L’impossibilità di fare previsioni si è dunque trasformata nella possibilità di prevedere festicciole. Ma forse l’impossibilità aveva più senso, visto che passano altri dieci giorni e la previsione cambia ancora. Il 7 novembre scopriamo che le festicciole che abbiamo così ardentemente bramato non ci saranno più. Non solo, il premier stabilisce anche regole d’ingaggio che debbano essere chiare a tutti prima di affrontare lo spinoso tema degli antipasti: “Non avremo un Natale di baci e abbracci, cenoni e tombolate”. Dal dpcm con le renne scompare così il laborioso articolato sulle festicciole, ne entra uno ancora più complicato su cosa sia un cenone, da non confondere con la più semplice cena, per l’evidente disparità di avventori e mise en place, e quali giochi si possano fare dopo il dolce, perché la tombola in tre o quattro non ha senso, meglio una briscoletta.

 

Passa un’altra settimana, più o meno, e arriviamo a ieri. Il Natale è diventato evidentemente un’ossessione comunicativa per il premier, che nel frattempo ha rassicurato grandi e soprattutto piccini che Babbo Natale avrà un permesso speciale per circolare, da lui generosamente concesso, e ci rende edotti della richiesta del piccolo Tommasino anche pubblicando sul canale di YouTube della Presidenza del consiglio la formidabile intervista all’estensore della missiva a Barbara D’Urso, con Rocco Casalino a spammarla sui social per fugare i dubbi sull’esistenza di quella lettera, come se il problema fosse la domanda e non la risposta pubblicata su Facebook con ideale sottofondo di jingle bells. Arriviamo ieri, dunque. Conte reintroduce la categoria attitudinale della “sobrietà” nei festeggiamenti, e il timore è che diventi anche una categoria giuridica da definire nelle prossime strette. Poi spiega quel che sarà vietato: “Baci, abbracci, festeggiamenti, festoni e festini”, lasciando aperta qualche speranza per la tombola, che magari in pochi viene pure bene.

 

Quasi ci si potrebbe abituare, alla lunga, a questa litania infinita, tutta proiettata sul Natale perché si è buoni e gentili, e poco importa se nella narrazione scompaia il festaiolo Capodanno, che gli assembramenti del 31 dicembre se ne può fare a meno anche senza il manto di retorica.
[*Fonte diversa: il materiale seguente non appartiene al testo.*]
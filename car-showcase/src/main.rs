mod engine;
mod rpc;
mod showcase;

use engine::core::app_setup::create_app;

fn main() {
    let mut app = create_app();

    #[cfg(target_arch = "wasm32")]
    {
        wasm_bindgen_futures::spawn_local(async move {
            app.run();
        });
    }

    #[cfg(not(target_arch = "wasm32"))]
    {
        app.run();
    }
}
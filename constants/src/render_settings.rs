/// Largest bounding-box dimension a showcased car is scaled to.
pub const TARGET_MODEL_SIZE: f32 = 7.5;

/// General-purpose framing size for models other than cars.
pub const DEFAULT_TARGET_SIZE: f32 = 8.0;

/// Fixed surface parameters forced onto every mesh of a loaded car.
#[derive(Debug, Clone, Copy, PartialEq)]
pub struct MaterialOverride {
    pub metallic: f32,
    pub perceptual_roughness: f32,
    /// Multiplier on the studio environment map contribution.
    pub environment_intensity: f32,
    pub casts_shadows: bool,
}

pub const CAR_MATERIAL_OVERRIDE: MaterialOverride = MaterialOverride {
    metallic: 0.5,
    perceptual_roughness: 0.18,
    environment_intensity: 1.0,
    casts_shadows: true,
};

/// Linear exposure multiplier applied before ACES tone mapping.
pub const TONE_MAPPING_EXPOSURE: f32 = 1.45;

/// Environment map light intensity (cd/m²) at an environment multiplier of 1.0.
pub const ENVIRONMENT_MAP_INTENSITY: f32 = 1500.0;
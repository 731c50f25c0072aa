use bevy::math::Vec3;
use std::f32::consts::PI;

pub const FIELD_OF_VIEW_DEGREES: f32 = 65.0;
pub const NEAR_PLANE: f32 = 0.9;
pub const FAR_PLANE: f32 = 1000.0;

pub const START_POSITION: Vec3 = Vec3::new(6.0, 2.0, 6.0);

/// Fraction of orbit/pan velocity shed every frame.
pub const DAMPING_FACTOR: f32 = 0.04;

pub const MIN_DISTANCE: f32 = 7.0;
pub const MAX_DISTANCE: f32 = 9.0;

/// Polar angle is measured from +Y.
pub const MIN_POLAR_ANGLE: f32 = PI / 3.0;
pub const MAX_POLAR_ANGLE: f32 = PI / 2.5;

/// Radians of orbit per pixel of drag.
pub const ROTATE_SPEED: f32 = 0.005;

/// World units of pan per pixel of drag at unit distance.
pub const PAN_SPEED: f32 = 0.0015;

/// Radius multiplier per wheel line scrolled towards the model.
pub const ZOOM_STEP: f32 = 0.95;
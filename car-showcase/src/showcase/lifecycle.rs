use bevy::gltf::Gltf;
use bevy::prelude::*;
use thiserror::Error;

/// Why a requested car did not end up on screen.
#[derive(Debug, Clone, PartialEq, Eq, Error)]
pub enum LoadFailure {
    #[error("failed to load model '{path}': {reason}")]
    Asset { path: String, reason: String },
    #[error("model '{path}' has no scene {scene}")]
    MissingScene { path: String, scene: usize },
    #[error("model '{path}' has no mesh geometry to frame")]
    EmptyScene { path: String },
    #[error("car {index} is out of range for a catalog of {len}")]
    IndexOutOfRange { index: usize, len: usize },
}

/// Result of one load request, tagged with the generation that issued it.
#[derive(Event, Debug, Clone, PartialEq, Eq)]
pub enum LoadOutcome {
    Loaded {
        index: usize,
        generation: u64,
    },
    Failed {
        index: usize,
        generation: u64,
        reason: LoadFailure,
    },
}

impl LoadOutcome {
    pub fn index(&self) -> usize {
        match self {
            Self::Loaded { index, .. } | Self::Failed { index, .. } => *index,
        }
    }
}

#[derive(Debug, Clone, Copy, PartialEq, Eq, Default)]
pub enum LoadPhase {
    #[default]
    Idle,
    Loading,
}

/// Strong handles keeping a car's glTF data resident. Dropping them releases
/// the meshes, materials and textures once no entity references them.
#[derive(Debug, Clone)]
pub struct ModelHandles {
    pub gltf: Handle<Gltf>,
    pub scene: Handle<Scene>,
}

/// A spawned scene root waiting for its glTF to finish loading.
#[derive(Debug, Clone)]
pub struct PendingLoad {
    pub generation: u64,
    pub index: usize,
    pub root: Entity,
    pub handles: ModelHandles,
}

/// The car currently on screen.
#[derive(Debug, Clone)]
pub struct ActiveModel {
    pub generation: u64,
    pub index: usize,
    pub root: Entity,
    pub handles: ModelHandles,
}

/// Issued by [`ModelLifecycle::begin`]: the new generation plus the roots
/// that must be despawned before the new load proceeds.
#[derive(Debug, Clone, PartialEq, Eq)]
pub struct LoadTicket {
    pub generation: u64,
    pub retired: Vec<Entity>,
}

/// Tags a scene root spawned by the lifecycle manager.
#[derive(Component, Debug, Clone, Copy, PartialEq, Eq)]
pub struct ShowcaseModel {
    pub generation: u64,
    pub index: usize,
}

/// Exclusive owner of the displayed car and of any in-flight load.
///
/// Every request opens a new generation. Completions only apply while their
/// generation is still the latest, so a slow load can never replace a car
/// requested after it.
#[derive(Resource, Debug, Default)]
pub struct ModelLifecycle {
    generation: u64,
    active: Option<ActiveModel>,
    pending: Option<PendingLoad>,
}

impl ModelLifecycle {
    pub fn generation(&self) -> u64 {
        self.generation
    }

    pub fn phase(&self) -> LoadPhase {
        if self.pending.is_some() {
            LoadPhase::Loading
        } else {
            LoadPhase::Idle
        }
    }

    pub fn active(&self) -> Option<&ActiveModel> {
        self.active.as_ref()
    }

    pub fn pending(&self) -> Option<&PendingLoad> {
        self.pending.as_ref()
    }

    /// Retire the displayed car and any in-flight load, and open a new
    /// generation. Handles are dropped here; the caller despawns the
    /// returned roots.
    pub fn begin(&mut self) -> LoadTicket {
        self.generation += 1;

        let retired = self
            .active
            .take()
            .map(|active| active.root)
            .into_iter()
            .chain(self.pending.take().map(|pending| pending.root))
            .collect();

        LoadTicket {
            generation: self.generation,
            retired,
        }
    }

    /// Record the root spawned for the latest generation.
    /// Returns `false` (and records nothing) for an outdated generation.
    pub fn track(&mut self, pending: PendingLoad) -> bool {
        if pending.generation != self.generation {
            return false;
        }
        self.pending = Some(pending);
        true
    }

    /// Whether `root` is the in-flight load of the latest generation.
    pub fn is_current(&self, generation: u64, root: Entity) -> bool {
        self.pending
            .as_ref()
            .is_some_and(|p| p.generation == generation && p.root == root && generation == self.generation)
    }

    /// Move the in-flight load into the active slot.
    pub fn promote(&mut self, generation: u64, root: Entity) -> Option<&ActiveModel> {
        if !self.is_current(generation, root) {
            return None;
        }
        let pending = self.pending.take()?;
        self.active = Some(ActiveModel {
            generation: pending.generation,
            index: pending.index,
            root: pending.root,
            handles: pending.handles,
        });
        self.active.as_ref()
    }

    /// Abandon the in-flight load of `generation`, returning it so the caller
    /// can despawn its root.
    pub fn fail(&mut self, generation: u64) -> Option<PendingLoad> {
        if self.pending.as_ref()?.generation != generation {
            return None;
        }
        self.pending.take()
    }
}
use anyhow::Result;
use day6::TuningTrouble;

fn main() -> Result<()> {
    util::run::<TuningTrouble>()
}
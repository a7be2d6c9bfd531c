use anyhow::Result;
use nom::{bytes::complete::tag, combinator::map, sequence::separated_pair, IResult};
use nom_supreme::error::ErrorTree;
use tracing::debug;
use util::{parse_nice, parse_number, Answer, AnswerSet, LineSequence, Puzzle, Span};

/// Inclusive range of section ids.
#[derive(Debug, Clone, Copy, PartialEq, Eq)]
struct Assignment {
    start: u32,
    end: u32,
}

impl Assignment {
    fn new(a: u32, b: u32) -> Self {
        Self {
            start: a.min(b),
            end: a.max(b),
        }
    }

    fn contains(&self, other: &Self) -> bool {
        self.start <= other.start && self.end >= other.end
    }

    fn overlaps(&self, other: &Self) -> bool {
        !(self.start > other.end || self.end < other.start)
    }
}

fn parse_assignment(i: Span) -> IResult<Span, Assignment, ErrorTree<Span>> {
    map(
        separated_pair(parse_number::<u32, _>, tag("-"), parse_number::<u32, _>),
        |(a, b)| Assignment::new(a, b),
    )(i)
}

fn parse_pair(i: Span) -> IResult<Span, [Assignment; 2], ErrorTree<Span>> {
    map(
        separated_pair(parse_assignment, tag(","), parse_assignment),
        |(first, second)| [first, second],
    )(i)
}

fn num_overlap_condition<'a, F>(
    input: impl Iterator<Item = &'a str>,
    condition_true: F,
) -> Result<i64>
where
    F: Fn(&[Assignment; 2]) -> bool,
{
    input
        .filter(|line| !line.is_empty())
        .map(|line| {
            let pair = parse_nice(line, parse_pair)?;
            Ok(i64::from(condition_true(&pair)))
        })
        .sum()
}

fn condition_full_overlap([first, second]: &[Assignment; 2]) -> bool {
    first.contains(second) || second.contains(first)
}

fn condition_any_overlap([first, second]: &[Assignment; 2]) -> bool {
    first.overlaps(second)
}

pub fn num_overlap_full<'a>(input: impl Iterator<Item = &'a str>) -> Result<i64> {
    num_overlap_condition(input, condition_full_overlap)
}

pub fn num_overlap_any<'a>(input: impl Iterator<Item = &'a str>) -> Result<i64> {
    num_overlap_condition(input, condition_any_overlap)
}

pub struct CampCleanup;

impl Puzzle for CampCleanup {
    const QUESTIONS: &'static [&'static str] = &[
        "In how many assignment pairs does one range fully contain the other?",
        "In how many assignment pairs do the ranges overlap?",
    ];

    fn solve(input: &LineSequence) -> Result<AnswerSet> {
        debug!(pairs = input.len(), "checking assignments");

        Ok(AnswerSet::from([
            Answer::from(num_overlap_full(input.iter().map(String::as_str))?),
            Answer::from(num_overlap_any(input.iter().map(String::as_str))?),
        ]))
    }
}

#[cfg(test)]
mod tests {
    use super::*;
    use util::{compare, LineTrim};
    use rstest::rstest;

    const TEST_INPUT: &str = include_str!("../example-input.txt");
    const TEST_ANSWERS: &str = include_str!("../example-input-answers.txt");

    #[test]
    fn num_overlap_full_ok() {
        let total = num_overlap_full(TEST_INPUT.lines());

        assert!(total.is_ok());

        assert_eq!(total.unwrap(), 2);
    }

    #[test]
    fn num_overlap_any_ok() {
        let total = num_overlap_any(TEST_INPUT.lines());

        assert!(total.is_ok());

        assert_eq!(total.unwrap(), 4);
    }

    #[rstest]
    #[case("6-6,4-6", true, true)]
    #[case("2-4,6-8", false, false)]
    #[case("5-7,7-9", false, true)]
    #[case("8-2,3-7", true, true)]
    fn single_pair(#[case] line: &str, #[case] full: bool, #[case] any: bool) {
        let pair = parse_nice(line, parse_pair).unwrap();

        assert_eq!(condition_full_overlap(&pair), full);
        assert_eq!(condition_any_overlap(&pair), any);
    }

    #[rstest]
    #[case("2-4;6-8")]
    #[case("2-4,6-")]
    #[case("2-4,6-8,1-1")]
    fn bad_pairs(#[case] line: &str) {
        let res = num_overlap_any([line].into_iter());

        assert!(res.is_err());
        assert!(res.unwrap_err().to_string().contains(line));
    }

    #[test]
    fn solve_example() {
        let input = LineSequence::from_text(TEST_INPUT, CampCleanup::LINE_TRIM);

        let answers = CampCleanup::solve(&input).unwrap();

        assert_eq!(answers, AnswerSet::from([Answer::Number(2), Answer::Number(4)]));
    }

    #[test]
    fn example_answers_match() {
        let input = LineSequence::from_text(TEST_INPUT, CampCleanup::LINE_TRIM);
        let expected = LineSequence::from_text(TEST_ANSWERS, LineTrim::Whitespace);

        let report = compare(&CampCleanup::solve(&input).unwrap(), &expected).unwrap();

        assert!(report.all_passed(), "{report}");
    }
}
Se non che il premier avvocato e padre del paese decide che forse non basta, che bisogna andare oltre. Ecco dunque il presidente padre spirituale, mistico e custode della dottrina che ammonisce che il Natale “è anche un momento di raccoglimento spirituale, quindi farlo con tantissime persone non viene troppo bene”. Qualunque caspita di cosa tutto questo significhi.